* **Task requirements**
Report each line of the records below that holds the word "Invalid".

* **Given records**
━━━━━━━━━━
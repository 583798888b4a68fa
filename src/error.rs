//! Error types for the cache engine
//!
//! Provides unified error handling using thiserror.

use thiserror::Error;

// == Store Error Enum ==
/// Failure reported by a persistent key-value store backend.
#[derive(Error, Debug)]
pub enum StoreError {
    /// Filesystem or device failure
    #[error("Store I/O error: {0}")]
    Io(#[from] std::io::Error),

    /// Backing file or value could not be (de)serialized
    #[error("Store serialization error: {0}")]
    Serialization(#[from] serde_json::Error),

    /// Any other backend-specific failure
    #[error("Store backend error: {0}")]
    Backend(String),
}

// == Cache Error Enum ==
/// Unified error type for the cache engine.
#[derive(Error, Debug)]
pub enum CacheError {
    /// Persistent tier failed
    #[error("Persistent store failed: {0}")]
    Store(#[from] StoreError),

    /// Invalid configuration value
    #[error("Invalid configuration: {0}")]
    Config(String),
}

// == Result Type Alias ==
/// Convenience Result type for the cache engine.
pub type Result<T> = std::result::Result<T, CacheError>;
━━━━━━━━━━
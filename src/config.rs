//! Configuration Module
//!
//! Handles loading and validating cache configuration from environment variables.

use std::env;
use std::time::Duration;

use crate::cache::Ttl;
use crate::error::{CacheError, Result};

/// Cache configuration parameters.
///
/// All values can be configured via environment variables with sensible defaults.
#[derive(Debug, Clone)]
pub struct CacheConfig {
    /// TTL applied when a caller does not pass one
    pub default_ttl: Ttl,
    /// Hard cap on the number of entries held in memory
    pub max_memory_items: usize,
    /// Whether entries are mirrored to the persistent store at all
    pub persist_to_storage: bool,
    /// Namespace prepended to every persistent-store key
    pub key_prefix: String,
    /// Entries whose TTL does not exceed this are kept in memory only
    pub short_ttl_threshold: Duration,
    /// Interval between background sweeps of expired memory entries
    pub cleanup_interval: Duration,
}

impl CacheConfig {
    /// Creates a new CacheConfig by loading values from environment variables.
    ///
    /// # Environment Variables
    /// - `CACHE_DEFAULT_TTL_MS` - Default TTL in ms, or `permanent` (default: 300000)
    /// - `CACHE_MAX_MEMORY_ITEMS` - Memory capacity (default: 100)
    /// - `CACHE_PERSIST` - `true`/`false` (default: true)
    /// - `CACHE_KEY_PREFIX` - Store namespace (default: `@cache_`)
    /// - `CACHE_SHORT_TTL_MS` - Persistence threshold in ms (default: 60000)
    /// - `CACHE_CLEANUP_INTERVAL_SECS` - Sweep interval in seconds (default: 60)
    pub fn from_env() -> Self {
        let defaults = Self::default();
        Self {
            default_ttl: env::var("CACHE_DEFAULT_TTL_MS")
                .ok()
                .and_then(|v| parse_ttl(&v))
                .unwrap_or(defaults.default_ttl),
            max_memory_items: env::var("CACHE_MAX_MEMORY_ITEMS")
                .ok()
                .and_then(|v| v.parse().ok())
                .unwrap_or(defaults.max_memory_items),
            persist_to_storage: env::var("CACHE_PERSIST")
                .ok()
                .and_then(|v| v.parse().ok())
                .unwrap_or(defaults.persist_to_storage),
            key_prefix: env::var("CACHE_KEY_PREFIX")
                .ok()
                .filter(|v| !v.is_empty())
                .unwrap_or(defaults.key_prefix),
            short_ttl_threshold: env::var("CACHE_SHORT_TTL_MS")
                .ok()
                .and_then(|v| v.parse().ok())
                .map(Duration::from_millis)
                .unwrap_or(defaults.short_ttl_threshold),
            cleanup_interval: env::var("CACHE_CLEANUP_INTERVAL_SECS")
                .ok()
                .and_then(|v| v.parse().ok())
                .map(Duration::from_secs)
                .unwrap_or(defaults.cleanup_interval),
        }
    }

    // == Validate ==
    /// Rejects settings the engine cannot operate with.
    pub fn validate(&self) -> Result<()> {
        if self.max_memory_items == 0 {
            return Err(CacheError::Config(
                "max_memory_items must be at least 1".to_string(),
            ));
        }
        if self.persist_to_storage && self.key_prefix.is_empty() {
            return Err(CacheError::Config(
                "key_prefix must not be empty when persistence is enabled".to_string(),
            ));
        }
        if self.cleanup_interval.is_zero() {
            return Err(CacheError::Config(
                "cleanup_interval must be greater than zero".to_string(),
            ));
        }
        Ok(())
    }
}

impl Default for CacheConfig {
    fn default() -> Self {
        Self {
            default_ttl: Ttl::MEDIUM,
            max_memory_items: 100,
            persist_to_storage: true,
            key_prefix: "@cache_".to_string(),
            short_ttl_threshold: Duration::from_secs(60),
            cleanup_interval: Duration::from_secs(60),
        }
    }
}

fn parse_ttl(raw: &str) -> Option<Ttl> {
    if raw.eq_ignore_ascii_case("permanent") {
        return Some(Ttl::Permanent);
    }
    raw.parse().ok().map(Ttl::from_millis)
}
━━━━━━━━━━
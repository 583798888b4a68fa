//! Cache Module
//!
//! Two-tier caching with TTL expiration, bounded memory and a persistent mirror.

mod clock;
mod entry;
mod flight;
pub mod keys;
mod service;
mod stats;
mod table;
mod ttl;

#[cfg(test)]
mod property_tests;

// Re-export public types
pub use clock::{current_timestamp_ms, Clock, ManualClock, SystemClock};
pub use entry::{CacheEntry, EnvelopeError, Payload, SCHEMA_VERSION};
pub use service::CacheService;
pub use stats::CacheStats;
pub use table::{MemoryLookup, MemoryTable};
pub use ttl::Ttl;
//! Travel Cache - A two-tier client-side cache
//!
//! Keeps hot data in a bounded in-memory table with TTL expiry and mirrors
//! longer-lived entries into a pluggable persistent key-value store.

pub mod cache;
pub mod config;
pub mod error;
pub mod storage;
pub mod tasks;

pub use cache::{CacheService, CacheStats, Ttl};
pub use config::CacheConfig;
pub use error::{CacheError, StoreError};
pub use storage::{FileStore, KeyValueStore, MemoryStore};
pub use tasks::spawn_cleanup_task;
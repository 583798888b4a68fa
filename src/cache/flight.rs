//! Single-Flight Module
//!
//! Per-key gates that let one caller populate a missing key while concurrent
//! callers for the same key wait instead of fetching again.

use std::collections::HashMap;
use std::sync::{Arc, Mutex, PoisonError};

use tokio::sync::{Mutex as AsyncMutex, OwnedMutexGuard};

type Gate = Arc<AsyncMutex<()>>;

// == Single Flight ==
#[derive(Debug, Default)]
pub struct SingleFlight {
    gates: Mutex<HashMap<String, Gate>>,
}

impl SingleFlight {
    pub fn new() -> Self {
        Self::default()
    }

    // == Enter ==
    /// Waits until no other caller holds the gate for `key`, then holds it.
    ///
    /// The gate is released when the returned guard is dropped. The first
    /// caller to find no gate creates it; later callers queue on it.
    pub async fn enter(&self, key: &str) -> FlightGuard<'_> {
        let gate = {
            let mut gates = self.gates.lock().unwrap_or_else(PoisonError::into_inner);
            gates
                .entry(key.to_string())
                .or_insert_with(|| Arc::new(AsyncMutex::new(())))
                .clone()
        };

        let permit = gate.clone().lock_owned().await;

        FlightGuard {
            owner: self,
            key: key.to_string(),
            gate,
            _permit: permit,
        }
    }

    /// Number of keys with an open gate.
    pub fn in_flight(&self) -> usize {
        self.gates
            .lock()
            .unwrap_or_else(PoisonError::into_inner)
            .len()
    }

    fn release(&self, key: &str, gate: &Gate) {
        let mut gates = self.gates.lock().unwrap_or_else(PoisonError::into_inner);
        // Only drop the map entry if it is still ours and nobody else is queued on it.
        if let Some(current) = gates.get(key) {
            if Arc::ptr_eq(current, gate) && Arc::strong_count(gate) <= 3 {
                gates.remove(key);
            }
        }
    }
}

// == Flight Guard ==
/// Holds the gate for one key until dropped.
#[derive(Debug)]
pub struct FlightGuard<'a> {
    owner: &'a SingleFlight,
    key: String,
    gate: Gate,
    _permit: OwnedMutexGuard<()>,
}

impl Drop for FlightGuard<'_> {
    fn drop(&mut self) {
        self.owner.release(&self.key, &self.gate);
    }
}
━━━━━━━━━━
* **Output below**
    /// Invalid configuration value
    #[error("Invalid configuration: {0}")]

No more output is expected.